Dataset items
'''

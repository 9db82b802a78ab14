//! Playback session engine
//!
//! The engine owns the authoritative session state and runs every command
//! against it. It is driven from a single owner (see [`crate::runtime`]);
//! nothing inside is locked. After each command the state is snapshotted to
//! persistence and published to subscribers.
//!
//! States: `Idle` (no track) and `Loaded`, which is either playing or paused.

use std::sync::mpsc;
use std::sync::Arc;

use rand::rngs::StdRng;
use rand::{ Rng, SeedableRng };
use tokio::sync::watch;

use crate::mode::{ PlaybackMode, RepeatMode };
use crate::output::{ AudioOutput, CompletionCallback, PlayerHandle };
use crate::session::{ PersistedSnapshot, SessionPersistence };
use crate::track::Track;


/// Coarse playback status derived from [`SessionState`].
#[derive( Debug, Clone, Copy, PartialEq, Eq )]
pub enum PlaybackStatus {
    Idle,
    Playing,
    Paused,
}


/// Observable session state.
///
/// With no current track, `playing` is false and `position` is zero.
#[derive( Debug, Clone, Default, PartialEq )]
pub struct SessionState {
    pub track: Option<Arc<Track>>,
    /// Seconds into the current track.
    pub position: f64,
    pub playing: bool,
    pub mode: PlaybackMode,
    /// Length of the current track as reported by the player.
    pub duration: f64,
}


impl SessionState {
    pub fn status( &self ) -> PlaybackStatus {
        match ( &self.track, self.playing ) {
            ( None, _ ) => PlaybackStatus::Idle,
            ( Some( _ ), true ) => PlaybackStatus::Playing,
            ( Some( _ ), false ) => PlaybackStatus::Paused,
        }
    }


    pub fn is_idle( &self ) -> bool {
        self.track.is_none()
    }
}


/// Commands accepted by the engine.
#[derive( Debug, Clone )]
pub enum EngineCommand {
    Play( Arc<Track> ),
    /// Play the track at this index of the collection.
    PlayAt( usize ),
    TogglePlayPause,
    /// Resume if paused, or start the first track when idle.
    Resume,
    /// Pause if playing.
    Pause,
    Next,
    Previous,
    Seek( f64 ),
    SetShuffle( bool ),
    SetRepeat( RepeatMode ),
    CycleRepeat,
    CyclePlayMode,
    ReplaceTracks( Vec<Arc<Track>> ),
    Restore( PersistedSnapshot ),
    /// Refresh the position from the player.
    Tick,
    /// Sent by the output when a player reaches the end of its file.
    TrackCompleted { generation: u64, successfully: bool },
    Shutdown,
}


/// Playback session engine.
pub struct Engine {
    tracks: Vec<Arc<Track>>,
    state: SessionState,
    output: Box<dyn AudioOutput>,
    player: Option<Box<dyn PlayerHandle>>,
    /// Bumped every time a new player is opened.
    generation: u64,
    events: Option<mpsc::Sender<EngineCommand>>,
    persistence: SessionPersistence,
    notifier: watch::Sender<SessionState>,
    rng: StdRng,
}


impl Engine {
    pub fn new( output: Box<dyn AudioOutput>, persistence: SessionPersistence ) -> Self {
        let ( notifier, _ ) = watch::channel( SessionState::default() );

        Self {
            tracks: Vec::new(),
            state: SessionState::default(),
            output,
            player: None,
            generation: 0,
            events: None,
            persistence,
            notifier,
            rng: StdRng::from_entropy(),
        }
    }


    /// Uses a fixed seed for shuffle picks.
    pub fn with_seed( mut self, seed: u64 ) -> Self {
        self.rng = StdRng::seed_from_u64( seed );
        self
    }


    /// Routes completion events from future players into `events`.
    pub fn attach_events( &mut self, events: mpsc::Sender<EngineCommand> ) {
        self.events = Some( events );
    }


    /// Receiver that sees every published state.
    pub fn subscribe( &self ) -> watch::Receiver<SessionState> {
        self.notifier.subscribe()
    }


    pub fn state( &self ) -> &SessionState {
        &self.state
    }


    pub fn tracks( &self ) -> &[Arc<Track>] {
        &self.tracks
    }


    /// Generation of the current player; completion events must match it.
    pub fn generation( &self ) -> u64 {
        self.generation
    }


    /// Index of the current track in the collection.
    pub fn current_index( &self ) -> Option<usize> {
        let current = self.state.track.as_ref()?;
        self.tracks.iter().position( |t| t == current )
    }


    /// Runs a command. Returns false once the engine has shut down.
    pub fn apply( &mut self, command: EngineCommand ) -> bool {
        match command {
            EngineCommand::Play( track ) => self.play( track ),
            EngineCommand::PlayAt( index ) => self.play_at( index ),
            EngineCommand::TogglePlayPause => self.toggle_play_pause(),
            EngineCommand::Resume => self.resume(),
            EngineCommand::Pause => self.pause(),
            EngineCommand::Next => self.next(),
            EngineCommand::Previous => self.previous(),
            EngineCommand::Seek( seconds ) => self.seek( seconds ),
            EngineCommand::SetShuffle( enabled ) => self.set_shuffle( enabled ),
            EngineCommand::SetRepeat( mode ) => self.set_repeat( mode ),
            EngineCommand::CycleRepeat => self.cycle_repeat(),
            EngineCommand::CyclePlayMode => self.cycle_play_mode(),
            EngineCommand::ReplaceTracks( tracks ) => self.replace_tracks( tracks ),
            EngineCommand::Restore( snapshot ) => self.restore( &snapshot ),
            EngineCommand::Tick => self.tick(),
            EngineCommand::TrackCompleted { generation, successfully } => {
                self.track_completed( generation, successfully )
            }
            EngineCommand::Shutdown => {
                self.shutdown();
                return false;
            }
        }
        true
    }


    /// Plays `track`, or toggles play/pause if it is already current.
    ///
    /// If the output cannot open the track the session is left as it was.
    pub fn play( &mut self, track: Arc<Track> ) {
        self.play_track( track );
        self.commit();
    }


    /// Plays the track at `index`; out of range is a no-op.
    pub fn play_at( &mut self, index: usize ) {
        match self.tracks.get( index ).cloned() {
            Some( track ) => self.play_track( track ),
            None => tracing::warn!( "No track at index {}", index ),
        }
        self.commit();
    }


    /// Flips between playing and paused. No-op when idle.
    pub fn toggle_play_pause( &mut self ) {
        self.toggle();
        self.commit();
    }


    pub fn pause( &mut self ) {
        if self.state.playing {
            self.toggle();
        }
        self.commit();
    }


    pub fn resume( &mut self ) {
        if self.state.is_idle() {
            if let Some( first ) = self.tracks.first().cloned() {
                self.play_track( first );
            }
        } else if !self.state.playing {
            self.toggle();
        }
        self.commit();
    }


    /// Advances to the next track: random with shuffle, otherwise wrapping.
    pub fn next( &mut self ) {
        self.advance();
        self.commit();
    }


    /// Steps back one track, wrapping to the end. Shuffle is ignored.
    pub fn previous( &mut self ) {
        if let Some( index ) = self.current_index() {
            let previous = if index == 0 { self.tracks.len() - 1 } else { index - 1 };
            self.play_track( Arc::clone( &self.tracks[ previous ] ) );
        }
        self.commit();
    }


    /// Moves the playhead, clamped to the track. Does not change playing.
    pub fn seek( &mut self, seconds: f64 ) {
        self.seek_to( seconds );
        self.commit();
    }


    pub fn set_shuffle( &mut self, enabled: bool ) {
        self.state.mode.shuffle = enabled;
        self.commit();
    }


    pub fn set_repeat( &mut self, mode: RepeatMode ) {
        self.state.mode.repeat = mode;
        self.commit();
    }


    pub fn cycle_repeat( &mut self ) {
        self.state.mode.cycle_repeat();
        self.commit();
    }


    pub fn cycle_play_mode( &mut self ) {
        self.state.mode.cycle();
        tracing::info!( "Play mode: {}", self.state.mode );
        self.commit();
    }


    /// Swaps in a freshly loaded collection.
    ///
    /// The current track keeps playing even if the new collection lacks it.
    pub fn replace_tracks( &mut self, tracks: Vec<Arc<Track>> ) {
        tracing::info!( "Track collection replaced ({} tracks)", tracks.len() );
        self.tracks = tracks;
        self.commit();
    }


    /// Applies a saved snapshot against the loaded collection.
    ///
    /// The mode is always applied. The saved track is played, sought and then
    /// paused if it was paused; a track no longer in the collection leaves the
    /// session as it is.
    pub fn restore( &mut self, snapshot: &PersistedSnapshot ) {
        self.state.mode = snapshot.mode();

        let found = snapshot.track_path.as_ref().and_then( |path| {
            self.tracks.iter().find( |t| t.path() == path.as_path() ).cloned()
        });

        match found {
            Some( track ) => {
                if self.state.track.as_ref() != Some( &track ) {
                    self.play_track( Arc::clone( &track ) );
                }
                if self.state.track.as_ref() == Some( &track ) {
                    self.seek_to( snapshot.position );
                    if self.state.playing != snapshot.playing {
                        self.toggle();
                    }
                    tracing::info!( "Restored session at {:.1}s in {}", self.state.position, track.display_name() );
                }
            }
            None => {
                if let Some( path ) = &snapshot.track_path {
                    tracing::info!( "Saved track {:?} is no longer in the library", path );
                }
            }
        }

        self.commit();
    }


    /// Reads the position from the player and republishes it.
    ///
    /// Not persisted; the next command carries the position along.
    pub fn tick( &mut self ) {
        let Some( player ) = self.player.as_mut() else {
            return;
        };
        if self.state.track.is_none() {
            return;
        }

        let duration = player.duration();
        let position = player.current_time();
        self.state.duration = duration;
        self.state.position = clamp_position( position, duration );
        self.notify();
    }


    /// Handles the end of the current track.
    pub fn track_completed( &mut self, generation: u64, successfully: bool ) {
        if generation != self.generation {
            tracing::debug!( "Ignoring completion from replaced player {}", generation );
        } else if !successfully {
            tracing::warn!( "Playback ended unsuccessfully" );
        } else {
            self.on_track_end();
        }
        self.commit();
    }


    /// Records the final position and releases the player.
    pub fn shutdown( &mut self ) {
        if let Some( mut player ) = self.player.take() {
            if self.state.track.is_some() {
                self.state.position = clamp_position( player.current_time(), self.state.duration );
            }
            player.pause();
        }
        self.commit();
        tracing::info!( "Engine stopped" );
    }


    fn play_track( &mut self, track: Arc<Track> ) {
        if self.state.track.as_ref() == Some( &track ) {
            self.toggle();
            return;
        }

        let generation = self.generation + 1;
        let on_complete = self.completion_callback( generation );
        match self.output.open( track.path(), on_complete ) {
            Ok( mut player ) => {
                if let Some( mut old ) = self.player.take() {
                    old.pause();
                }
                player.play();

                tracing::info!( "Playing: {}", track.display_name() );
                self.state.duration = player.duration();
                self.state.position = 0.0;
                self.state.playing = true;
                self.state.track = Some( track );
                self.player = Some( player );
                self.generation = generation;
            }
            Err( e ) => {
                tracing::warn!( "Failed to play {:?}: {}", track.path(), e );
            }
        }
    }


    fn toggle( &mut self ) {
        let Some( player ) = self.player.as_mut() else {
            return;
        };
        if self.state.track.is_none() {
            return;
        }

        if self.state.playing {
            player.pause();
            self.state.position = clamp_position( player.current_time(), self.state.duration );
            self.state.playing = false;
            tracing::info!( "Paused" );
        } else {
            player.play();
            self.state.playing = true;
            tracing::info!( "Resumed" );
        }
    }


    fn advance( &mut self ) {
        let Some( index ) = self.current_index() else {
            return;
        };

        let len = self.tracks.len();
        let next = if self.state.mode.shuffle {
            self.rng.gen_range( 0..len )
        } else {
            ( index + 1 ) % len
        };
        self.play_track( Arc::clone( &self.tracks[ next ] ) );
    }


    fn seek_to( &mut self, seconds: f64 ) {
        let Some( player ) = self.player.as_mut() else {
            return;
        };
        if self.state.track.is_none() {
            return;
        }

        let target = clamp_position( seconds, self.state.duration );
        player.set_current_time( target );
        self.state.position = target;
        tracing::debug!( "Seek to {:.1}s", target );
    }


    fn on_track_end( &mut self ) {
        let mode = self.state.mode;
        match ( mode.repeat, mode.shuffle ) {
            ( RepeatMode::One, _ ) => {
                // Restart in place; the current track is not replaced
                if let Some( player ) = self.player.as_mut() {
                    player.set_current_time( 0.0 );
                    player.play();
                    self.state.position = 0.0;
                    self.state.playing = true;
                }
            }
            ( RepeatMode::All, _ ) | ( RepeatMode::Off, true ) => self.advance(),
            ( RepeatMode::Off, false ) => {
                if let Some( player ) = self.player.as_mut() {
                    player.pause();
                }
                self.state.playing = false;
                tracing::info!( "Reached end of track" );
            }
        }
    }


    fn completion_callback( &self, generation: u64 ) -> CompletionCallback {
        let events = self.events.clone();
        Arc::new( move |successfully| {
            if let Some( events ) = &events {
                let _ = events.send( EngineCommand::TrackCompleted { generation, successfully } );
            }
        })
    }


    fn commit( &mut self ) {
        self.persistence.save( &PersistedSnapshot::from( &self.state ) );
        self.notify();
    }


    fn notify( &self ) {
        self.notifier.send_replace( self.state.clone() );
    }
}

'''
'''

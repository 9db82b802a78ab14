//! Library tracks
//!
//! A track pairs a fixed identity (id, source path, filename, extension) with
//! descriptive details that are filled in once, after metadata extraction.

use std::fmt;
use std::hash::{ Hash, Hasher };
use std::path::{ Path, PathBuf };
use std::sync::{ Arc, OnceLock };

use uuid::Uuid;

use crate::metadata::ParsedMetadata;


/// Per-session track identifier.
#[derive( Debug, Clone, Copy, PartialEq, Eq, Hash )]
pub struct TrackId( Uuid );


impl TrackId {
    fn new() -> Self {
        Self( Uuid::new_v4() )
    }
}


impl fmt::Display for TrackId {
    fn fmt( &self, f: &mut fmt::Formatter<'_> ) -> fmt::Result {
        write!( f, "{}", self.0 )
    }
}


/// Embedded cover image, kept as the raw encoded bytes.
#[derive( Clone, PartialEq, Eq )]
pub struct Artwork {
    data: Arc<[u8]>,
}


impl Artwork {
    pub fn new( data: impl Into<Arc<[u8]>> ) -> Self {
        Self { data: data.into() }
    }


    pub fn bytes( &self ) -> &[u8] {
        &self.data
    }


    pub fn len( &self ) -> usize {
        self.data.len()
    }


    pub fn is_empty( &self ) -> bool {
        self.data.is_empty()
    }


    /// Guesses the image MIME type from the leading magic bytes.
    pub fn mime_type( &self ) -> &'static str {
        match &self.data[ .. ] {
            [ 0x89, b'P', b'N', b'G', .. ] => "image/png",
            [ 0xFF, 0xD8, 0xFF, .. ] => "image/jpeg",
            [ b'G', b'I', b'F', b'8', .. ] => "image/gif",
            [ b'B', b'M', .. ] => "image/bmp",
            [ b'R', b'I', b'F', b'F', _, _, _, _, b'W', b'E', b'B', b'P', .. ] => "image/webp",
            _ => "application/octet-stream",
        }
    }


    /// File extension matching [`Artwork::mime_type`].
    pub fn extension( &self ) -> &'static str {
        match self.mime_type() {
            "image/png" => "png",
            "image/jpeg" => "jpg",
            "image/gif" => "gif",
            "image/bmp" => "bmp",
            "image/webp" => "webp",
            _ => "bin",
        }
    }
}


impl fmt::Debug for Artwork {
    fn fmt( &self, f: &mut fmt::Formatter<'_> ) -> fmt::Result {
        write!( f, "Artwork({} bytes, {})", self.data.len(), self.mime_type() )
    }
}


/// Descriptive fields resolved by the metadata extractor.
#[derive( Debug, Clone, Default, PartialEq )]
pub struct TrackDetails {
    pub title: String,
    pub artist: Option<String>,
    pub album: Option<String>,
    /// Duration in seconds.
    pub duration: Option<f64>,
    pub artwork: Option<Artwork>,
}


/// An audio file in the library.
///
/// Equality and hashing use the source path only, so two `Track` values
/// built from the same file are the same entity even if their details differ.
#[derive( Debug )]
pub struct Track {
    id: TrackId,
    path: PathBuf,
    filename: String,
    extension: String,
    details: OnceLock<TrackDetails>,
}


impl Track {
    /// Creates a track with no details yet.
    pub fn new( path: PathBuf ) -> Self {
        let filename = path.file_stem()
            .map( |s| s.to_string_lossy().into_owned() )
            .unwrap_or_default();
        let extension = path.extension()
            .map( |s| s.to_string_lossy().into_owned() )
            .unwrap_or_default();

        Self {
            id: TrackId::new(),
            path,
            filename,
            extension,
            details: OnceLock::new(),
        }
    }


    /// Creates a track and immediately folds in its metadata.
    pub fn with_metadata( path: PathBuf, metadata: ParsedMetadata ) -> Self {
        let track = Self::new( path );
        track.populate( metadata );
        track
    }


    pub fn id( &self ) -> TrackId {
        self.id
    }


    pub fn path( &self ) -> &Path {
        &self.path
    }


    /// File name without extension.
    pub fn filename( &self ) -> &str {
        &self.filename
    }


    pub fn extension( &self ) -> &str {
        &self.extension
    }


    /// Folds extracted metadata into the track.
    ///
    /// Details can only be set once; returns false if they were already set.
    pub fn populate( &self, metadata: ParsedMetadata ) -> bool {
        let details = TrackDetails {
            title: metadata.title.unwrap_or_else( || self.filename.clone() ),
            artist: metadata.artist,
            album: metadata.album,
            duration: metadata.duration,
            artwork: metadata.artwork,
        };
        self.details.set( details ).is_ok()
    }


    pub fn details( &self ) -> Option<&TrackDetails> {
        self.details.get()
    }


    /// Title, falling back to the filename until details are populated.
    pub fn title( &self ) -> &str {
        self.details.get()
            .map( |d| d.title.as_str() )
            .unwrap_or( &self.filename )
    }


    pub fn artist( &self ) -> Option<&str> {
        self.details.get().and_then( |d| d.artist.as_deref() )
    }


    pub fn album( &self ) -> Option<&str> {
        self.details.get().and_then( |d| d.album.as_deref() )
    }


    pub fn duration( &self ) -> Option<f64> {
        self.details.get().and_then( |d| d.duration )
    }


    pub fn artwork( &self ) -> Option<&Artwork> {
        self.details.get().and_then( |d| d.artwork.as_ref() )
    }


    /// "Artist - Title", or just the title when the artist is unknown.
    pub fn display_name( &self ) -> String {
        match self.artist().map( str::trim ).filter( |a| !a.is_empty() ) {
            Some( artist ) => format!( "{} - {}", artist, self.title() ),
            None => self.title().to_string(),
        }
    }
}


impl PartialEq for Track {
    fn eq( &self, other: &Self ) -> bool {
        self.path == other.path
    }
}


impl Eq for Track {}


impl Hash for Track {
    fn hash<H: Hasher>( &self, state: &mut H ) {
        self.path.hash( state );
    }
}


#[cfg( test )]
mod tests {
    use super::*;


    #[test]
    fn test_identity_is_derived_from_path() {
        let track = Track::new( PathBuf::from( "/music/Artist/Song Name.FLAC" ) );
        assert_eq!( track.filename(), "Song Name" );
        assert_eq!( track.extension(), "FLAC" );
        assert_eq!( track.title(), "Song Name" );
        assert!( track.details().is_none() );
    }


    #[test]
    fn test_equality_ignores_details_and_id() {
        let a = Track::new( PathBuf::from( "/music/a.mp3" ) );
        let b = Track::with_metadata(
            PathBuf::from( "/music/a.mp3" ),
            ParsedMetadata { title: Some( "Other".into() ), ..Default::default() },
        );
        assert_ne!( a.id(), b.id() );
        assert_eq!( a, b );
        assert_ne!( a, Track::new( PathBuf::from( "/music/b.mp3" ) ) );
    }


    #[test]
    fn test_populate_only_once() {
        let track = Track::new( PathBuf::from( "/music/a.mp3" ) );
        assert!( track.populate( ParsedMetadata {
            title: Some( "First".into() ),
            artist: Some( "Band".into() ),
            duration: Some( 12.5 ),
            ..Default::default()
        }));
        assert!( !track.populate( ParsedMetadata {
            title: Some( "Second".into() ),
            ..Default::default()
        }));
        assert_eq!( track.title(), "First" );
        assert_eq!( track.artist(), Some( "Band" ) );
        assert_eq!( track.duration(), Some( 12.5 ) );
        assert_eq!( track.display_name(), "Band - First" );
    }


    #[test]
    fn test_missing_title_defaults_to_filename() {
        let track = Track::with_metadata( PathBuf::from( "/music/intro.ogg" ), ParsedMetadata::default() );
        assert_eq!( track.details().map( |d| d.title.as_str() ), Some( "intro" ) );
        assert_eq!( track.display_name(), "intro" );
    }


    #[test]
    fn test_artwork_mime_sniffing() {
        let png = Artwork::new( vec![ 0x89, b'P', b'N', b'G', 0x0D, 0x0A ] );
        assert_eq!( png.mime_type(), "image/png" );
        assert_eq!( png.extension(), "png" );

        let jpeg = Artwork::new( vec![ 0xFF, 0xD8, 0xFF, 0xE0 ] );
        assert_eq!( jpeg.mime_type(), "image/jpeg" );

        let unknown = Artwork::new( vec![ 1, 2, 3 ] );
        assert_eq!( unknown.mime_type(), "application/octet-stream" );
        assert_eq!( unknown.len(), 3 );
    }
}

'''
'''

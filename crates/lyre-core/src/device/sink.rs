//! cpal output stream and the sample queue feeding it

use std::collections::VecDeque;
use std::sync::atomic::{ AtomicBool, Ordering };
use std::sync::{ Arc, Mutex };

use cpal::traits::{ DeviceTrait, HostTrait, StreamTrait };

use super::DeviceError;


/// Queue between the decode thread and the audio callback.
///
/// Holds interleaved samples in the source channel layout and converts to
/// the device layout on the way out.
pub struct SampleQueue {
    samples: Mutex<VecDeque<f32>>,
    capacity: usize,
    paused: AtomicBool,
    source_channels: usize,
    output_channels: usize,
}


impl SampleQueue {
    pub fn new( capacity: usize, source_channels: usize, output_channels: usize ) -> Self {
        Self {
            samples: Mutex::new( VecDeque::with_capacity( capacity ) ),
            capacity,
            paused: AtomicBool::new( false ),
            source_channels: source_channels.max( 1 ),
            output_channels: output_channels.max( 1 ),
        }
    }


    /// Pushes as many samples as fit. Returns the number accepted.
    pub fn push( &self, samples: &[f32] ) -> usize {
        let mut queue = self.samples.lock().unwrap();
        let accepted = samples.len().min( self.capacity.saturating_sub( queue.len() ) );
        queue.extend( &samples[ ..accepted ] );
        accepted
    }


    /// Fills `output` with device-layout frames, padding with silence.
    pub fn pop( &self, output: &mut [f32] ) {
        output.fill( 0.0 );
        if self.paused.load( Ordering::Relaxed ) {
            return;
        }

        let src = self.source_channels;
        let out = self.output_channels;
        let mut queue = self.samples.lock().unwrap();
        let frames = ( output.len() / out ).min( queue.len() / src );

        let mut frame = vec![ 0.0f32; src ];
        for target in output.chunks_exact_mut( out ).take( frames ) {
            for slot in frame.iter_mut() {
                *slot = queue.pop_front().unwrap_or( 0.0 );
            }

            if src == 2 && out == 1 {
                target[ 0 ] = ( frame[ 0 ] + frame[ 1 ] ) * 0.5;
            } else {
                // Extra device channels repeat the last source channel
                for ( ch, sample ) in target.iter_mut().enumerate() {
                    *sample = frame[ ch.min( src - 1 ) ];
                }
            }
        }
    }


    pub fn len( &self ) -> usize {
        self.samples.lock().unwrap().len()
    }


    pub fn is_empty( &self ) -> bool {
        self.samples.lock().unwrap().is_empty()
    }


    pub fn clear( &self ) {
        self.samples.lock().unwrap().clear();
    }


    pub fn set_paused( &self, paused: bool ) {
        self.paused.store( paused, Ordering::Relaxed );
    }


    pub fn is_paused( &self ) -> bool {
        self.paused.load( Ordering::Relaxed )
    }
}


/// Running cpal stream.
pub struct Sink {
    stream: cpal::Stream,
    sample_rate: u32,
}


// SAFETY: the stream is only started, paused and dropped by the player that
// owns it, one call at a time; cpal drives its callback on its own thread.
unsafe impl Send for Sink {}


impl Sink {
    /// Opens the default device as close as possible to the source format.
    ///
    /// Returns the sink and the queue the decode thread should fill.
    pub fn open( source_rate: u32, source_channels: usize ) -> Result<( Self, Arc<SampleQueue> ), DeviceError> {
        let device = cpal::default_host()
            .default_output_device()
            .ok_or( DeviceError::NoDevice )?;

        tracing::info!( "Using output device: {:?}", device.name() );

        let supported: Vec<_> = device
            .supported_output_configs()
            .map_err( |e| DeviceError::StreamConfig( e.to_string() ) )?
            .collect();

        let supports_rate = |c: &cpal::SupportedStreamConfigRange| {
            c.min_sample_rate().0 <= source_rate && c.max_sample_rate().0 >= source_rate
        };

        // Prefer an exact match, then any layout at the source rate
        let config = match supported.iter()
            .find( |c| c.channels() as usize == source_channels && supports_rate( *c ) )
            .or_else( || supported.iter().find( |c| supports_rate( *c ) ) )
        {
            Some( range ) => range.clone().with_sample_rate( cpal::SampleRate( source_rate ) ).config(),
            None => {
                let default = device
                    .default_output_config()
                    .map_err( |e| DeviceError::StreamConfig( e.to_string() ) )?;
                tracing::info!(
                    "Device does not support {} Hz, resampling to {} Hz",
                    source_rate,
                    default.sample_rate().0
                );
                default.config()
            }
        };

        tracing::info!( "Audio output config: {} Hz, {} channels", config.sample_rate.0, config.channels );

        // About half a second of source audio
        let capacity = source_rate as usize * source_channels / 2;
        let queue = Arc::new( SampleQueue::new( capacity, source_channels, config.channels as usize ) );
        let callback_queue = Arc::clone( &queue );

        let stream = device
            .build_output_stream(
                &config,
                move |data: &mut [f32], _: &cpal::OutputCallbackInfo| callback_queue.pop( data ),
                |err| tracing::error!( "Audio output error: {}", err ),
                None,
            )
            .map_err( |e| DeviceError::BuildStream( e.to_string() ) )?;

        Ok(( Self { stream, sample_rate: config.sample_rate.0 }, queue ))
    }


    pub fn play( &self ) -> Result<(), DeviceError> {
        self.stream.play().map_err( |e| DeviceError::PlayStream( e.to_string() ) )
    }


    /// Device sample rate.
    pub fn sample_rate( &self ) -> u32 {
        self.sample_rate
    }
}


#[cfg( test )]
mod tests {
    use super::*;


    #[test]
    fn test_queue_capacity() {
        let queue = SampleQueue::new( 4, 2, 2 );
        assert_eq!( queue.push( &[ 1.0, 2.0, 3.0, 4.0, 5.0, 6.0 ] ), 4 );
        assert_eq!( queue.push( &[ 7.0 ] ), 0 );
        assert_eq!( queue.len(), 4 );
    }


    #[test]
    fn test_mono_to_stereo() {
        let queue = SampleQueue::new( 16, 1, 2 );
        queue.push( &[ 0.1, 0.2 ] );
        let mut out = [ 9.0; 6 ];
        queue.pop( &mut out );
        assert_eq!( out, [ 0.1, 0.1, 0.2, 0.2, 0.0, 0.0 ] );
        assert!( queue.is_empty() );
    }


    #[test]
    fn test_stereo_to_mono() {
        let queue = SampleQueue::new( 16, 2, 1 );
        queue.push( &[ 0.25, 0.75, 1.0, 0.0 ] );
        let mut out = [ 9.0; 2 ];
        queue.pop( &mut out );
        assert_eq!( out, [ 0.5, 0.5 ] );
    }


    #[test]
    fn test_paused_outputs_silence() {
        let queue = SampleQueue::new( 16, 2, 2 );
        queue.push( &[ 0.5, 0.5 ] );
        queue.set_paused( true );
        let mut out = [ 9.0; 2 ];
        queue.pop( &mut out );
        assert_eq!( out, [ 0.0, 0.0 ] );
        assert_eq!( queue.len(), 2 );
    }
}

'''

_Exercise details:_
Where a line of the records contains the word "PersistedSnapshot", copy that line.

_Task output:_
use crate::session::{ PersistedSnapshot, SessionPersistence };
    Restore( PersistedSnapshot ),
    pub fn restore( &mut self, snapshot: &PersistedSnapshot ) {
        self.persistence.save( &PersistedSnapshot::from( &self.state ) );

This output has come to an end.